The GaAs images used in this work were collected with a Titan 80–300 image spherical aberration-corrected transmission electron microscope operated at 300 kV, hereby referred to as “the Titan”. Similar to [
3], we employ a combination of principle component analysis (PCA) and convolutional neural networks (CNNs) to detect defects within GaAs images. CNNs are a type of neural network that has been shown to perform well on defect detection tasks across a variety of fields [
4,
5,
6].
PCA is a method frequently used to reduce the dimensionality of data [
7]. In the data sciences, large data sets often have correlated or redundant factors. When utilizing PCA, the principle components are calculated with linear combinations of covariates; these principle components are then used as new features in the analysis. While there is a slight loss of information, increasing the number of principle components reduces the percentage of information lost. Once a PCA is trained, it can be used to calculate the principle components for a specific sample of data. From this point, a PCA reconstruction of an image can be created. The idea is that the PCA reconstruction resembles the general pattern of the original data while removing or ignoring anomalies in the data set [
8].
The rest of the paper is organized as follows: First, we discuss the data used in this project, how they are obtained, and certain limitations that we must address.
Section 3 explains the methodology implemented to create, train, and test the model, with the results being discussed in
Section 4. The paper is concluded in
Section 5.
2. Data
All the data used in the training of our model are created from a single picture taken by the Titan. This image is of a “defect free” sample of GaAs (hereby referred to as the substrate image). While not 100% defect-free, the sample was grown in a way that made it as close to defect-free as possible. For training, we use the 40-square-nanometer GaAs image shown in
Figure 1. To provide a sense of scale, a single human hair is generally between 40,000- and 120,000-nanometer-thick.

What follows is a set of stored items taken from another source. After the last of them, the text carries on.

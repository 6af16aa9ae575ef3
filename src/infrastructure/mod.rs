//! Infrastructure layer - Technical implementations
//!
//! This layer contains:
//! - Repository implementations
//! - Telephony provider integration
//! - Content service integration

pub mod content;
pub mod persistence;
pub mod telephony;
//! Invitation repository interface

use super::entity::InvitationRecord;
use crate::domain::shared::error::Result;
use async_trait::async_trait;

/// Repository for invitation records
#[cfg_attr(test, mockall::automock)]
#[async_trait]
pub trait InvitationRepository: Send + Sync {
    /// Insert all records in one write
    async fn bulk_insert(&self, records: Vec<InvitationRecord>) -> Result<()>;

    /// Find a record by provider call identifier
    async fn find_by_call_id(&self, call_id: &str) -> Result<Option<InvitationRecord>>;

    /// Store the response of an existing record unless one is already stored.
    ///
    /// Returns `false` when another response was stored first; the stored
    /// record is left untouched in that case.
    async fn save(&self, record: &InvitationRecord) -> Result<bool>;
}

A myriad of issues arise in the electron microscope images of GaAs samples. Even the “defect free” samples created are not fully defect-free; the number of defects is far lower than what would usually be seen, but it is likely that there are still defects present in the samples. Other issues can be caused when the samples are prepared for imaging. The samples must be ground down to very small thickness, and this process can cause a minor warping of the samples.
Yet another issue is alignment. In simulated data, the alignment of samples can be fully controlled and aligned to a precise, preferable angle. With real-world images, this level of control is not possible. It is important to remember that we are dealing with images of atoms; while the structure of GaAs is quite consistent, there is very little indication of the alignment of the atoms before the images are captured. This often leads to the data being slightly rotated or skewed when compared with the simulated data.

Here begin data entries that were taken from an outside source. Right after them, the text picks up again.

//! Batch invitation use case

use crate::domain::dispatch::{CallDispatcher, CallResult, CallbackUrls};
use crate::domain::invitation::{InvitationRecord, InvitationRepository, PhoneHasher};
use crate::domain::numbering::NumberNormalizer;
use crate::domain::shared::error::{DomainError, Result};
use futures::future::{join_all, try_join_all};
use std::sync::Arc;
use tracing::{error, info, warn};

/// Partitioned dispatch results of one batch
#[derive(Debug, Clone, Default, PartialEq, Eq)]
pub struct InviteOutcome {
    pub queued: Vec<CallResult>,
    pub failed: Vec<CallResult>,
}

impl InviteOutcome {
    pub fn len(&self) -> usize {
        self.queued.len() + self.failed.len()
    }

    pub fn is_empty(&self) -> bool {
        self.len() == 0
    }
}

/// Invites a batch of recipients to a place.
///
/// 1. Every number is normalized first; one invalid number rejects the batch
///    and nothing is dialled.
/// 2. One call per number is dispatched concurrently, and the outcome is
///    computed only after all of them completed.
/// 3. Queued calls are recorded in one bulk write. A failed write is logged and
///    does not change the returned outcome.
pub struct BatchInviteWorkflow {
    normalizer: NumberNormalizer,
    dispatcher: Arc<CallDispatcher>,
    callbacks: CallbackUrls,
    repository: Arc<dyn InvitationRepository>,
    hasher: PhoneHasher,
}

impl BatchInviteWorkflow {
    pub fn new(
        normalizer: NumberNormalizer,
        dispatcher: Arc<CallDispatcher>,
        callbacks: CallbackUrls,
        repository: Arc<dyn InvitationRepository>,
        hasher: PhoneHasher,
    ) -> Self {
        Self {
            normalizer,
            dispatcher,
            callbacks,
            repository,
            hasher,
        }
    }

    pub async fn invite_all(
        &self,
        raw_numbers: &[String],
        inviter: &str,
        place: &str,
    ) -> Result<InviteOutcome> {
        let numbers = self.normalizer.normalize_all(raw_numbers).map_err(|e| {
            warn!("Rejecting invitation batch from {}: {}", inviter, e);
            e
        })?;

        info!(
            "Inviting {} recipient(s) to {} on behalf of {}",
            numbers.len(),
            place,
            inviter
        );

        let callback_url = self.callbacks.invitation(inviter, place);
        let dispatches = raw_numbers.iter().zip(numbers).map(|(raw, number)| {
            let callback_url = callback_url.as_str();
            async move {
                let outcome = self.dispatcher.dispatch(&number, callback_url).await;
                CallResult::new(raw.clone(), number, outcome)
            }
        });

        let results = join_all(dispatches).await;
        let (queued, failed): (Vec<CallResult>, Vec<CallResult>) =
            results.into_iter().partition(CallResult::is_queued);

        info!(
            "Invitation batch done: {} queued, {} failed",
            queued.len(),
            failed.len()
        );

        if let Err(e) = self.record_sent(inviter, place, &queued).await {
            error!(
                "Failed to record {} sent invitation(s), continuing: {}",
                queued.len(),
                e
            );
        }

        Ok(InviteOutcome { queued, failed })
    }

    async fn record_sent(&self, inviter: &str, place: &str, queued: &[CallResult]) -> Result<()> {
        if queued.is_empty() {
            return Ok(());
        }

        let records = try_join_all(queued.iter().filter_map(|result| {
            let call_id = result.call_id()?.to_string();
            Some(async move {
                let phone_hash = self.hasher.hash(&result.parsed_number).await?;
                Ok::<_, DomainError>(InvitationRecord::sent(
                    call_id,
                    phone_hash,
                    inviter.to_string(),
                    place.to_string(),
                ))
            })
        }))
        .await?;

        self.repository.bulk_insert(records).await
    }
}

#[cfg(test)]
mod tests {
    use super::*;
    use crate::domain::dispatch::provider::{
        MockOutboundCallProvider, OutboundCallProvider, PlaceCall, PlacedCall, ProviderError,
    };
    use crate::domain::dispatch::CallOutcome;
    use crate::domain::invitation::repository::MockInvitationRepository;
    use crate::domain::invitation::ResponseState;
    use crate::infrastructure::persistence::memory::InMemoryInvitationRepository;
    use async_trait::async_trait;
    use std::collections::HashMap;
    use std::sync::Mutex;
    use std::time::Duration;

    /// Provider that answers per destination number, with an optional delay
    #[derive(Default)]
    struct ScriptedProvider {
        answers: HashMap<String, (Duration, std::result::Result<PlacedCall, ProviderError>)>,
        placed: Mutex<Vec<PlaceCall>>,
    }

    impl ScriptedProvider {
        fn answer(
            mut self,
            e164: &str,
            delay_ms: u64,
            answer: std::result::Result<PlacedCall, ProviderError>,
        ) -> Self {
            self.answers
                .insert(e164.to_string(), (Duration::from_millis(delay_ms), answer));
            self
        }
    }

    #[async_trait]
    impl OutboundCallProvider for ScriptedProvider {
        async fn place(&self, request: PlaceCall) -> std::result::Result<PlacedCall, ProviderError> {
            self.placed.lock().unwrap().push(request.clone());
            let (delay, answer) = self
                .answers
                .get(request.to.as_str())
                .cloned()
                .unwrap_or((Duration::ZERO, Ok(PlacedCall::accepted("default"))));
            tokio::time::sleep(delay).await;
            answer
        }
    }

    fn workflow(
        provider: Arc<dyn OutboundCallProvider>,
        repository: Arc<dyn InvitationRepository>,
    ) -> BatchInviteWorkflow {
        BatchInviteWorkflow::new(
            NumberNormalizer::default(),
            Arc::new(CallDispatcher::new(provider, "+358900000000")),
            CallbackUrls::new("https://twiml.example.com").unwrap(),
            repository,
            PhoneHasher::new(4 /* bcrypt minimum cost */),
        )
    }

    fn numbers(raw: &[&str]) -> Vec<String> {
        raw.iter().map(|s| s.to_string()).collect()
    }

    #[tokio::test]
    async fn test_single_number_queued() {
        let provider = Arc::new(
            ScriptedProvider::default().answer("+358401234567", 0, Ok(PlacedCall::accepted("abc"))),
        );
        let repository = Arc::new(InMemoryInvitationRepository::new());
        let workflow = workflow(provider.clone(), repository.clone());

        let outcome = workflow
            .invite_all(&numbers(&["0401234567"]), "Ann", "Cafe")
            .await
            .unwrap();

        assert!(outcome.failed.is_empty());
        assert_eq!(outcome.queued.len(), 1);
        let queued = &outcome.queued[0];
        assert_eq!(queued.number, "0401234567");
        assert_eq!(queued.parsed_number.as_str(), "+358401234567");
        assert_eq!(queued.call_id(), Some("abc"));

        let placed = provider.placed.lock().unwrap().clone();
        assert_eq!(placed.len(), 1);
        assert_eq!(
            placed[0].callback_url,
            "https://twiml.example.com/twiml/come-bontho?name=Ann&place=Cafe"
        );

        let record = repository.find_by_call_id("abc").await.unwrap().unwrap();
        assert_eq!(record.inviter, "Ann");
        assert_eq!(record.place, "Cafe");
        assert_eq!(record.response, ResponseState::NoResponseYet);
        assert!(!record.phone_hash.contains("401234567"));
    }

    #[tokio::test]
    async fn test_invalid_number_dispatches_nothing() {
        let mut provider = MockOutboundCallProvider::new();
        provider.expect_place().never();
        let mut repository = MockInvitationRepository::new();
        repository.expect_bulk_insert().never();

        let workflow = workflow(Arc::new(provider), Arc::new(repository));
        let err = workflow
            .invite_all(&numbers(&["0401234567", "not-a-number", "0507654321"]), "Ann", "Cafe")
            .await
            .unwrap_err();

        assert_eq!(err, DomainError::invalid_number("not-a-number"));
    }

    #[tokio::test]
    async fn test_partial_failure_keeps_every_number() {
        let provider = Arc::new(
            ScriptedProvider::default()
                .answer("+358401234567", 30, Ok(PlacedCall::accepted("call-1")))
                .answer(
                    "+358507654321",
                    0,
                    Err(ProviderError::Transport("timed out".to_string())),
                )
                .answer(
                    "+358451112222",
                    10,
                    Ok(PlacedCall {
                        call_id: "call-3".to_string(),
                        error_code: Some(13224),
                        error_message: Some("Invalid destination".to_string()),
                    }),
                )
                .answer("+358443334444", 5, Ok(PlacedCall::accepted("call-4"))),
        );
        let repository = Arc::new(InMemoryInvitationRepository::new());
        let workflow = workflow(provider, repository.clone());

        let raw = numbers(&["040 123 4567", "0507654321", "045 111 2222", "0443334444"]);
        let outcome = workflow.invite_all(&raw, "Ann", "Cafe").await.unwrap();

        assert_eq!(outcome.len(), raw.len());
        let mut seen: Vec<&str> = outcome
            .queued
            .iter()
            .chain(outcome.failed.iter())
            .map(|r| r.number.as_str())
            .collect();
        seen.sort_unstable();
        let mut expected: Vec<&str> = raw.iter().map(String::as_str).collect();
        expected.sort_unstable();
        assert_eq!(seen, expected);

        let queued_ids: Vec<&str> = outcome.queued.iter().filter_map(CallResult::call_id).collect();
        assert_eq!(queued_ids, vec!["call-1", "call-4"]);

        assert_eq!(outcome.failed.len(), 2);
        assert!(outcome
            .failed
            .iter()
            .all(|r| matches!(r.outcome, CallOutcome::Failed { .. })));
        let reasons: Vec<&str> = outcome.failed.iter().filter_map(CallResult::failure_reason).collect();
        assert!(reasons.iter().any(|r| r.contains("timed out")));
        assert!(reasons.iter().any(|r| r.contains("Invalid destination")));

        // Only queued calls are recorded
        assert_eq!(repository.len().await, 2);
        assert!(repository.find_by_call_id("call-3").await.unwrap().is_none());
    }

    #[tokio::test]
    async fn test_dispatches_run_concurrently() {
        let provider = Arc::new(
            ScriptedProvider::default()
                .answer("+358401234567", 200, Ok(PlacedCall::accepted("a")))
                .answer("+358507654321", 200, Ok(PlacedCall::accepted("b")))
                .answer("+358451112222", 200, Ok(PlacedCall::accepted("c"))),
        );
        let workflow = workflow(provider, Arc::new(InMemoryInvitationRepository::new()));

        let started = std::time::Instant::now();
        let outcome = workflow
            .invite_all(&numbers(&["0401234567", "0507654321", "0451112222"]), "Ann", "Cafe")
            .await
            .unwrap();

        assert_eq!(outcome.queued.len(), 3);
        assert!(started.elapsed() < Duration::from_millis(550));
    }

    #[tokio::test]
    async fn test_persistence_failure_is_swallowed() {
        let provider = Arc::new(
            ScriptedProvider::default().answer("+358401234567", 0, Ok(PlacedCall::accepted("abc"))),
        );
        let mut repository = MockInvitationRepository::new();
        repository
            .expect_bulk_insert()
            .times(1)
            .returning(|_| Err(DomainError::Persistence("connection reset".to_string())));

        let workflow = workflow(provider, Arc::new(repository));
        let outcome = workflow
            .invite_all(&numbers(&["0401234567"]), "Ann", "Cafe")
            .await
            .unwrap();

        assert_eq!(outcome.queued.len(), 1);
        assert!(outcome.failed.is_empty());
    }

    #[tokio::test]
    async fn test_all_failed_writes_nothing() {
        let provider = Arc::new(ScriptedProvider::default().answer(
            "+358401234567",
            0,
            Err(ProviderError::Rejected {
                status: 401,
                code: Some(20003),
                message: "Authenticate".to_string(),
            }),
        ));
        let mut repository = MockInvitationRepository::new();
        repository.expect_bulk_insert().never();

        let workflow = workflow(provider, Arc::new(repository));
        let outcome = workflow
            .invite_all(&numbers(&["0401234567"]), "Ann", "Cafe")
            .await
            .unwrap();

        assert!(outcome.queued.is_empty());
        assert_eq!(outcome.failed.len(), 1);
        assert_eq!(outcome.failed[0].parsed_number.as_str(), "+358401234567");
    }

    #[tokio::test]
    async fn test_bulk_insert_receives_all_queued() {
        let provider = Arc::new(ScriptedProvider::default());
        let mut repository = MockInvitationRepository::new();
        repository
            .expect_bulk_insert()
            .times(1)
            .withf(|records| {
                records.len() == 2
                    && records.iter().all(|r| r.inviter == "Ann" && r.place == "Cafe")
                    && records.iter().all(|r| r.response == ResponseState::NoResponseYet)
            })
            .returning(|_| Ok(()));

        let workflow = workflow(provider, Arc::new(repository));
        let outcome = workflow
            .invite_all(&numbers(&["0401234567", "0507654321"]), "Ann", "Cafe")
            .await
            .unwrap();

        assert_eq!(outcome.queued.len(), 2);
    }
}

The state of the Titan also impacts image quality, as the characteristics of the electron beam affect the quality of the image. Also, due to the small scale, the Titan is very sensitive to outside interference. People walking nearby and even the operator breathing can affect the quality of the image. Due to these factors, obtaining high-quality images is difficult.
These issues render parts of the training image unusable, with warping from the sample preparation process and the scale in the corner being the main contributors. Therefore, only part of the full image is used. The 1800-by-1024-pixel section identified with the red bounding box in
Figure 1 is the substrate section used for the remainder of this paper.

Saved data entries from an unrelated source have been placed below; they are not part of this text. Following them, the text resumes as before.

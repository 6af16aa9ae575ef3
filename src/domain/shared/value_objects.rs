//! Shared value objects used across multiple bounded contexts

use super::error::{DomainError, Result};
use phonenumber::country;
use serde::Serialize;
use std::fmt;

/// Canonical (E.164) phone number, e.g. `+358401234567`.
///
/// Only the number normalizer produces values of this type, so holding one
/// means the number was parsed and validated for some region.
#[derive(Debug, Clone, PartialEq, Eq, Hash, Serialize)]
#[serde(transparent)]
pub struct PhoneNumber(String);

impl PhoneNumber {
    pub(crate) fn from_canonical(e164: String) -> Self {
        Self(e164)
    }

    pub fn as_str(&self) -> &str {
        &self.0
    }

    pub fn into_string(self) -> String {
        self.0
    }
}

impl fmt::Display for PhoneNumber {
    fn fmt(&self, f: &mut fmt::Formatter<'_>) -> fmt::Result {
        f.write_str(&self.0)
    }
}

impl AsRef<str> for PhoneNumber {
    fn as_ref(&self) -> &str {
        &self.0
    }
}

/// Numbering region that local-format numbers are interpreted in (ISO 3166 alpha-2)
#[derive(Debug, Clone, PartialEq, Eq)]
pub struct Region {
    id: country::Id,
    code: String,
}

impl Region {
    pub fn parse(code: &str) -> Result<Self> {
        let code = code.trim().to_ascii_uppercase();
        let id = code
            .parse::<country::Id>()
            .map_err(|_| DomainError::InvalidConfiguration(format!("unknown region: {}", code)))?;

        Ok(Self { id, code })
    }

    pub fn id(&self) -> country::Id {
        self.id
    }

    pub fn code(&self) -> &str {
        &self.code
    }
}

impl Default for Region {
    fn default() -> Self {
        Self {
            id: country::Id::FI,
            code: "FI".to_string(),
        }
    }
}

impl fmt::Display for Region {
    fn fmt(&self, f: &mut fmt::Formatter<'_>) -> fmt::Result {
        f.write_str(&self.code)
    }
}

Samples from this subsection are then taken to create the data set used to train the model. These samples are 118-by-84-pixel rectangles chosen at random from the 1800-by-1024 substrate section, allowing over 1.5 million unique samples to be created from a single electron microscope image. An example of one of these samples is shown in the top-left corner of
Figure 2.
During the training of the model, these samples are chosen to be either a defect sample or a non-defect sample, with a specified probability. For defects, a simulated defect is added to the section at a random location. The process for simulating defects and further data preparations are discussed in further detail in
Section 3.
The reliance on simulated defects is due to the fact that we do not have any labeled images of actual defects. The best we have is an image that we know has defects in it but with no idea how many or where they are. Not only does this force us to generate simulated data for training the model, but it also makes validating the model nearly impossible, because there is no way to tell if the predictions are correct.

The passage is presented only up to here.